HSBC says it is contributing funding and expertise to a new initiative to help growing businesses in Australia achieve their potential.
The bank is a founding shareholder, alongside ANZ, CBA, NAB, and Westpac in the A$540m (about US$364m) Australian Business Growth Fund, which will make direct investments in small and medium-sized enterprises. As well as contributing AU$20m in funding, HSBC is providing the expertise it has gained from participating in similar schemes in the UK and Canada.
The fund will take minority equity stakes of between A$5m and A$15m in businesses, enabling them to hire employees, undertake research or expand into new markets, for example. This will allow entrepreneurs to raise capital while retaining overall control of their companies.
“This is about filling a gap in the market,” said Noel McNamara, interim CEO of HSBC Australia. “Debt finance is not always the most appropriate funding option for all business models, and small companies may be unable to secure venture capital on terms they find acceptable. The fund provides an additional avenue to help them expand.”

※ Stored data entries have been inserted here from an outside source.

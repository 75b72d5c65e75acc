//! Command implementations

use std::path::{Path, PathBuf};
use std::sync::Arc;
use std::time::Duration;

use anyhow::{Context, Result};
use tracing::{info, warn};

use crate::adapters::{AppConfig, FfmpegEncodersAdapter, FfprobeAdapter};
use crate::cli::args::{
    BatchArgs, ConvertArgs, EncodersArgs, EstimateArgs, PresetsArgs, ProbeArgs,
};
use crate::cli::report::{reporter, ProgressReporter};
use crate::domain::model::{JobStatus, Settings};
use crate::domain::presets::{PresetCatalog, PresetCategory};
use crate::engine::{BatchCallbacks, BatchQueue, JobEvent, JobRunner};
use crate::estimator::estimate_with_preset;
use crate::ports::{detect_capabilities, probe_or_default, EncoderPort, ProbePort};
use crate::utils::format::{format_clock, format_size};
use crate::utils::path::{generate_output_path, is_video_file, validate_output_dir};

fn catalog(config: &AppConfig) -> PresetCatalog {
    PresetCatalog::default().with_user_presets(config.user_presets())
}

fn probe_adapter(config: &AppConfig) -> FfprobeAdapter {
    FfprobeAdapter::new(config.encoder.ffprobe_path.clone())
        .with_timeout(Duration::from_secs(config.encoder.probe_timeout_secs))
}

fn encoders_adapter(config: &AppConfig) -> FfmpegEncodersAdapter {
    FfmpegEncodersAdapter::new(config.encoder.ffmpeg_path.clone())
}

/// Warn when a GPU encoder is requested but fails a test encode
async fn check_hardware_encoder(encoders: &dyn EncoderPort, settings: &Settings) -> bool {
    let Some(encoder) = settings.video.encoder().filter(|_| settings.uses_hardware_encoder()) else {
        return true;
    };
    if encoders.test_encode(encoder).await {
        return true;
    }
    warn!(
        "GPU encoder {} is not usable on this machine, the conversion will likely fail. \
         Run `vidconv encoders` for details or pick a CPU preset",
        encoder
    );
    false
}

fn ensure_input(input: &Path) -> Result<()> {
    if !input.is_file() {
        return Err(anyhow::anyhow!(
            "Input file does not exist: {}",
            input.display()
        ));
    }
    Ok(())
}

/// Configured output directory, else the input's own directory
fn output_dir_for(config: &AppConfig, input: &Path) -> PathBuf {
    config.output.directory.clone().unwrap_or_else(|| {
        input
            .parent()
            .filter(|p| !p.as_os_str().is_empty())
            .map(Path::to_path_buf)
            .unwrap_or_else(|| PathBuf::from("."))
    })
}

/// Execute the convert command
pub async fn convert(args: ConvertArgs, config: &AppConfig) -> Result<()> {
    info!("Starting convert operation");
    ensure_input(&args.input)?;

    let preset = args
        .settings
        .resolve(&catalog(config))
        .context("Failed to resolve conversion settings")?;

    let output = match args.output {
        Some(output) => output,
        None => generate_output_path(
            &args.input,
            &output_dir_for(config, &args.input),
            &preset.container_ext,
            &config.output.suffix,
        ),
    };
    if let Some(parent) = output.parent().filter(|p| !p.as_os_str().is_empty()) {
        validate_output_dir(parent).context("Output directory is not usable")?;
    }

    check_hardware_encoder(&encoders_adapter(config), &preset.settings).await;

    let metadata = probe_or_default(&probe_adapter(config), &args.input).await;
    info!(
        "Input duration: {:.2}s, preset: {}",
        metadata.duration, preset.name
    );

    let reporter = reporter(args.json);
    let runner = JobRunner::new(config.encoder.ffmpeg_path.clone());
    let mut handle = runner
        .convert(&args.input, &output, &preset.settings, metadata.duration)
        .context("Failed to start conversion")?;
    reporter.on_start(&args.input, &output);

    let mut cancel_requested = false;
    loop {
        tokio::select! {
            event = handle.next_event() => match event {
                Some(JobEvent::Progress(snapshot)) => reporter.on_progress(None, &snapshot),
                Some(JobEvent::Completed(path)) => {
                    reporter.on_complete(&path);
                    info!("Convert operation completed successfully");
                    return Ok(());
                }
                Some(JobEvent::Error(err)) if err.is_cancelled() => {
                    reporter.on_cancel();
                    return Err(anyhow::anyhow!("Conversion cancelled"));
                }
                Some(JobEvent::Error(err)) => {
                    reporter.on_error(&err.to_string());
                    return Err(anyhow::Error::new(err).context("Conversion failed"));
                }
                None => return Err(anyhow::anyhow!("Conversion ended without a result")),
            },
            _ = tokio::signal::ctrl_c(), if !cancel_requested => {
                warn!("Interrupted, cancelling conversion");
                cancel_requested = true;
                handle.cancel();
            }
        }
    }
}

/// Execute the batch command
pub async fn batch(args: BatchArgs, config: &AppConfig) -> Result<()> {
    info!("Starting batch operation with {} inputs", args.inputs.len());

    let preset = args
        .settings
        .resolve(&catalog(config))
        .context("Failed to resolve conversion settings")?;

    check_hardware_encoder(&encoders_adapter(config), &preset.settings).await;

    let reporter = reporter(args.json);
    let runner = Arc::new(JobRunner::new(config.encoder.ffmpeg_path.clone()));
    let probe: Arc<dyn ProbePort> = Arc::new(probe_adapter(config));
    let queue = BatchQueue::new(runner, probe).with_callbacks(batch_callbacks(reporter.clone()));

    for input in &args.inputs {
        if !input.is_file() {
            warn!("Skipping missing input {}", input.display());
            continue;
        }
        if !is_video_file(input) {
            warn!("Skipping {}: not a recognised video file", input.display());
            continue;
        }
        let dir = output_dir_for(config, input);
        validate_output_dir(&dir)
            .with_context(|| format!("Output directory is not usable: {}", dir.display()))?;
        let output = generate_output_path(input, &dir, &preset.container_ext, &config.output.suffix);
        queue.enqueue(input, output, preset.settings.clone())?;
    }

    let Some(mut join) = queue.start().context("Failed to start batch")? else {
        return Err(anyhow::anyhow!("No convertible input files"));
    };

    let mut cancel_requested = false;
    let items = loop {
        tokio::select! {
            items = &mut join => break items.context("Batch worker failed")?,
            _ = tokio::signal::ctrl_c(), if !cancel_requested => {
                warn!("Interrupted, cancelling batch");
                cancel_requested = true;
                queue.cancel();
            }
        }
    };

    if cancel_requested {
        reporter.on_cancel();
        reporter.on_batch_summary(&items);
        return Err(anyhow::anyhow!("Batch cancelled"));
    }

    let failed = items
        .iter()
        .filter(|job| job.status == JobStatus::Failed)
        .count();
    if failed > 0 {
        return Err(anyhow::anyhow!(
            "{} of {} conversions failed",
            failed,
            items.len()
        ));
    }

    info!("Batch operation completed successfully");
    Ok(())
}

fn batch_callbacks(reporter: Arc<dyn ProgressReporter>) -> BatchCallbacks {
    let on_item = reporter.clone();
    let on_done = reporter.clone();
    BatchCallbacks::new()
        .on_item_progress(move |index, snapshot| on_item.on_progress(Some(index), snapshot))
        .on_progress(move |done, total| on_done.on_batch_progress(done, total))
        .on_complete(move |items| reporter.on_batch_summary(items))
}

/// Execute the estimate command
pub async fn estimate(args: EstimateArgs, config: &AppConfig) -> Result<()> {
    info!("Starting estimate operation");
    ensure_input(&args.input)?;

    let preset = args
        .settings
        .resolve(&catalog(config))
        .context("Failed to resolve conversion settings")?;
    let metadata = probe_or_default(&probe_adapter(config), &args.input).await;
    let estimate = estimate_with_preset(&metadata, &preset);

    if args.json {
        let json = serde_json::to_string_pretty(&estimate)
            .context("Failed to serialize estimate to JSON")?;
        println!("{}", json);
    } else {
        println!("Estimate for {} ({})", args.input.display(), preset.name);
        println!("==================");
        if metadata.has_duration() {
            println!("Input duration: {}", format_clock(metadata.duration));
        } else {
            println!("Input duration: unknown");
        }
        if metadata.size > 0 {
            println!("Input size: {}", format_size(metadata.size));
        }
        println!("Output size: {}", estimate.size_text);
        println!("Encode time: {}", estimate.duration_text);
        if let Some(info_text) = &estimate.info_text {
            println!("Change: {}", info_text);
        }
    }
    Ok(())
}

/// Execute the presets command
pub fn presets(args: PresetsArgs, config: &AppConfig) -> Result<()> {
    let catalog = catalog(config);
    let categories: Vec<PresetCategory> = match args.category {
        Some(category) => vec![category],
        None => PresetCategory::ALL.to_vec(),
    };

    if args.json {
        let selected: Vec<_> = catalog
            .iter()
            .filter(|p| categories.contains(&p.category))
            .collect();
        let json = serde_json::to_string_pretty(&selected)
            .context("Failed to serialize presets to JSON")?;
        println!("{}", json);
        return Ok(());
    }

    for category in categories {
        let presets = catalog.by_category(category);
        if presets.is_empty() {
            continue;
        }
        println!("{}:", category);
        for preset in presets {
            let marker = if preset.hardware { " [gpu]" } else { "" };
            println!(
                "  {:<18} {:<6} {}{}",
                preset.name, preset.container_ext, preset.description, marker
            );
        }
        println!();
    }
    Ok(())
}

/// Execute the encoders command
pub async fn encoders(args: EncodersArgs, config: &AppConfig) -> Result<()> {
    let caps = detect_capabilities(&encoders_adapter(config), !args.no_test).await;

    if args.json {
        let json = serde_json::to_string_pretty(&caps)
            .context("Failed to serialize encoders to JSON")?;
        println!("{}", json);
        return Ok(());
    }

    println!("Video encoders:");
    for encoder in &caps.video {
        println!("  {:<14} {}", encoder.name, encoder.label);
    }
    println!();
    println!("Audio encoders:");
    for encoder in &caps.audio {
        println!("  {:<14} {}", encoder.name, encoder.label);
    }
    println!();
    if caps.has_hardware() {
        println!("NVENC: available ({})", caps.hardware.join(", "));
    } else {
        println!("NVENC: not available, [gpu] presets will fail");
    }
    Ok(())
}

/// Execute the probe command
pub async fn probe(args: ProbeArgs, config: &AppConfig) -> Result<()> {
    ensure_input(&args.input)?;
    let metadata = probe_adapter(config)
        .probe(&args.input)
        .await
        .with_context(|| format!("Failed to probe {}", args.input.display()))?;

    let json = serde_json::to_string_pretty(&metadata)
        .context("Failed to serialize metadata to JSON")?;
    println!("{}", json);
    Ok(())
}

#[cfg(test)]
mod tests {
    use super::*;

    #[test]
    fn test_output_dir_prefers_configured_directory() {
        let mut config = AppConfig::default();
        assert_eq!(
            output_dir_for(&config, Path::new("/videos/a.ts")),
            PathBuf::from("/videos")
        );
        assert_eq!(output_dir_for(&config, Path::new("a.ts")), PathBuf::from("."));

        config.output.directory = Some(PathBuf::from("/out"));
        assert_eq!(
            output_dir_for(&config, Path::new("/videos/a.ts")),
            PathBuf::from("/out")
        );
    }

    /// Lists nothing; test encodes succeed only for `usable`
    struct TestEncodes {
        usable: &'static str,
    }

    #[async_trait::async_trait]
    impl EncoderPort for TestEncodes {
        async fn list_encoders(&self) -> crate::error::ConvertResult<Vec<String>> {
            Ok(Vec::new())
        }

        async fn test_encode(&self, encoder: &str) -> bool {
            assert!(encoder.contains("nvenc"), "CPU encoder {} was test encoded", encoder);
            encoder == self.usable
        }
    }

    #[tokio::test]
    async fn test_hardware_check_only_for_gpu_encoders() {
        let catalog = PresetCatalog::default();
        let encoders = TestEncodes { usable: "h264_nvenc" };

        let cpu = &catalog.find("mp4-cpu").unwrap().settings;
        assert!(check_hardware_encoder(&encoders, cpu).await);

        let h264 = &catalog.find("mp4-gpu-fast").unwrap().settings;
        assert!(check_hardware_encoder(&encoders, h264).await);

        let hevc = &catalog.find("hevc-gpu").unwrap().settings;
        assert!(!check_hardware_encoder(&encoders, hevc).await);
    }

    #[test]
    fn test_user_presets_join_the_catalog() {
        let config = crate::adapters::TomlConfigAdapter::new()
            .parse("[presets.archive]\ndescription = \"Archive\"\n")
            .unwrap();
        let catalog = catalog(&config);
        assert!(catalog.find("archive").is_some());
        assert!(catalog.find("mp4-cpu").is_some());
    }
}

The fund is a collaboration between the Australian government and private sector. The government and the four Australia-headquartered banks have provided the bulk of the capital, putting in A$100m each.
HSBC played a role in setting up the UK Business Growth Fund in 2011. This has now made investments worth more than £2bn (around US$2.6bn) in nearly 300 companies. These cover a broad range of sectors and business models, including professional services, online retail, manufacturing and materials, hospitality, waste management and recycling.